JCardina, In my opinion CRUD code generation is not helpful but like Rocky mentioned above there may be some oppurtunities for code generation.

have a good weekend!

tiago replied on Friday, June 24, 2011

Ashraf Ali

JCardina, In my opinion CRUD code generation is not helpful but like Rocky mentioned above there may be some oppurtunities for code generation.

have a good weekend!

Why don't you give a try to CslaGenFork? There is a fresh Nightly Build 2011.06.23

Ashraf Ali replied on Thursday, June 23, 2011

Ok , I am really interested in knowin what happend to the code generation tool Rocky was trying to build Smile

RockfordLhotka replied on Thursday, June 23, 2011

I didn't pursue that option. There are some really good code generators out there, several of which include templates for (or directly target) CSLA .NET.

I'd much rather foster a code generation ecosystem around CSLA than attempt to become a competitor to those generators. I think that's better for CSLA and for the community as a whole.

Ashraf Ali replied on Friday, June 24, 2011

I am sorry I don't follow what does a "code generation ecosystem" mean?

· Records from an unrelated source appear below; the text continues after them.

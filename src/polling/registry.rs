//! # Subscriber registry: weak-tracked fan-out without lifetime ownership
//!
//! The registry tracks subscribers through [`Weak`] references. The strong
//! side lives inside the [`Subscription`] handle returned to the caller, so
//! the engine never extends a subscriber's lifetime: dropping the handle is
//! the unsubscribe signal, observed lazily at the purge points.
//!
//! ## What it guarantees
//! - `fan_out` delivers one outcome per cycle to every subscriber live at
//!   purge time, exactly once each.
//! - Delivery happens on a per-subscriber worker task, never on the poll
//!   loop's task; a slow or panicking handler affects only itself.
//!
//! ## What it does **not** guarantee
//! - No ordering across different subscribers within one cycle.
//! - No replay: a subscriber registered mid-cycle sees the next cycle's
//!   outcome, not the current one.
//!
//! ## Diagram
//! ```text
//!    fan_out(outcome)                (Arc-clone per live entry)
//!        │
//!        ├──► [queue S1] ─► worker S1 ─► handler.on_update()
//!        ├──► [queue S2] ─► worker S2 ─► handler.on_update()
//!        └──► [queue SN] ─► worker SN ─► handler.on_update()
//! ```

use std::sync::{Arc, Weak};

use futures::FutureExt;
use parking_lot::Mutex;
use tokio::sync::mpsc;
use tracing::warn;

use crate::polling::handler::{UpdateHandler, UpdateOutcome};

/// Handle that keeps one subscription alive.
///
/// Returned by [`Bot::subscribe_to_updates`](crate::Bot::subscribe_to_updates).
/// Dropping it is the sole unsubscribe mechanism: the registry notices the
/// dead entry at its next purge point and the poll loop stops once no live
/// handles remain. The already-in-flight request is allowed to complete; its
/// result is fanned out to zero recipients.
#[must_use = "dropping the subscription ends it; keep the handle to stay subscribed"]
pub struct Subscription {
    _entry: Arc<SubscriberEntry>,
}

/// Strongly held by the [`Subscription`], weakly by the registry.
///
/// Dropping the entry closes the queue, which in turn ends the worker task.
struct SubscriberEntry {
    queue: mpsc::UnboundedSender<Arc<UpdateOutcome>>,
}

/// Weak-tracked set of subscribers with lazy purge.
///
/// All mutation happens behind a short-lived lock that is never held across
/// an `await`; the poll loop (the only caller of `purge`/`fan_out`) and
/// `register` (callable from any thread) are the only writers.
pub(crate) struct SubscriberRegistry {
    entries: Mutex<Vec<Weak<SubscriberEntry>>>,
}

impl SubscriberRegistry {
    pub(crate) fn new() -> Self {
        Self {
            entries: Mutex::new(Vec::new()),
        }
    }

    /// Creates an entry, spawns its delivery worker, and returns the owning
    /// handle.
    ///
    /// The queue is unbounded: exactly-once delivery per cycle must not be
    /// traded away under load, and a subscriber that cannot keep up grows
    /// its own queue rather than losing cycles.
    pub(crate) fn register(&self, handler: Arc<dyn UpdateHandler>) -> Subscription {
        let (tx, mut rx) = mpsc::unbounded_channel::<Arc<UpdateOutcome>>();

        tokio::spawn(async move {
            while let Some(outcome) = rx.recv().await {
                let fut = handler.on_update(outcome.as_ref());
                if let Err(panic_err) = std::panic::AssertUnwindSafe(fut).catch_unwind().await {
                    warn!(?panic_err, "update handler panicked");
                }
            }
        });

        let entry = Arc::new(SubscriberEntry { queue: tx });
        self.entries.lock().push(Arc::downgrade(&entry));
        Subscription { _entry: entry }
    }

    /// Drops every entry whose subscription handle is gone.
    ///
    /// Invoked before fanning out a cycle's outcome and before recomputing
    /// whether the loop should stay active.
    pub(crate) fn purge(&self) {
        self.entries.lock().retain(|weak| weak.strong_count() > 0);
    }

    /// True iff at least one live subscription remains.
    pub(crate) fn is_active(&self) -> bool {
        self.entries.lock().iter().any(|weak| weak.strong_count() > 0)
    }

    /// Enqueues the outcome to every live subscriber, exactly once each.
    ///
    /// Returns the number of subscribers reached (0 when the loop is about
    /// to go idle and the final in-flight result is discarded).
    pub(crate) fn fan_out(&self, outcome: &Arc<UpdateOutcome>) -> usize {
        let entries = self.entries.lock();
        let mut delivered = 0;
        for weak in entries.iter() {
            if let Some(entry) = weak.upgrade() {
                // Send only fails when the worker is gone, which implies the
                // handle is mid-drop; the entry dies at the next purge.
                if entry.queue.send(Arc::clone(outcome)).is_ok() {
                    delivered += 1;
                }
            }
        }
        delivered
    }
}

Big Smile, I do like the sound of it.

No offense meant please, I think I just like the term.

Brian Criswell replied on Thursday, June 29, 2006

For the past year I have been developing a metadata creation application that uses CSLA business objects at its core.  You can define your business objects with their properties, authorization rules, lookups, and child objects and define how they map onto a data source.

CodeSmith is used as the actual generator because it allows me to drop the business objects assembly in the Addins directory.  Rather than having to use the CodeSmith database object model, my templates can then load the same source file that the application uses and use my business objects to generate the classes, stored procedures, tables, etc.

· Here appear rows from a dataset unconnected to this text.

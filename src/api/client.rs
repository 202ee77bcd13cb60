//! Typed calling layer over the transport.
//!
//! [`Api`] composes a request for a [`Method`], ships it through the
//! transport, and decodes the envelope into the method's response type.
//! It stays generic-free at the trait boundary (the transport moves bytes)
//! so the transport remains object-safe and swappable.

use std::sync::Arc;

use tracing::debug;
use url::Url;

use crate::api::envelope::Envelope;
use crate::api::request::ApiRequest;
use crate::api::transport::Transport;
use crate::error::ApiResult;
use crate::methods::Method;

#[derive(Clone)]
pub(crate) struct Api {
    transport: Arc<dyn Transport>,
    base: Url,
    token: String,
}

impl Api {
    pub(crate) fn new(transport: Arc<dyn Transport>, base: Url, token: String) -> Self {
        Self {
            transport,
            base,
            token,
        }
    }

    /// Performs one request/response round-trip for the given method.
    ///
    /// Construction errors, transport failures, decode failures, and
    /// `ok=false` envelopes all surface through the same `Result`, exactly
    /// once per call.
    pub(crate) async fn call<M: Method>(&self, method: &M) -> ApiResult<M::Response> {
        let request = ApiRequest::new(
            &self.base,
            &self.token,
            M::NAME,
            method.body()?,
            method.timeout(),
        )?;

        debug!(method = M::NAME, "dispatching api request");
        let raw = self.transport.execute(request).await?;
        Envelope::<M::Response>::decode(&raw)?.into_result()
    }
}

Recently though, I have wondered about the various DAL generators and how I could incorporate them.  Does anyone have any suggestions for DAL generators as well as giving an idea of how they work and what they give you?  Currently, my generator can load all children, grandchildren, etc. of an object in a single stored procedure hit, and I wonder how I could get similar concepts out of a property DAL.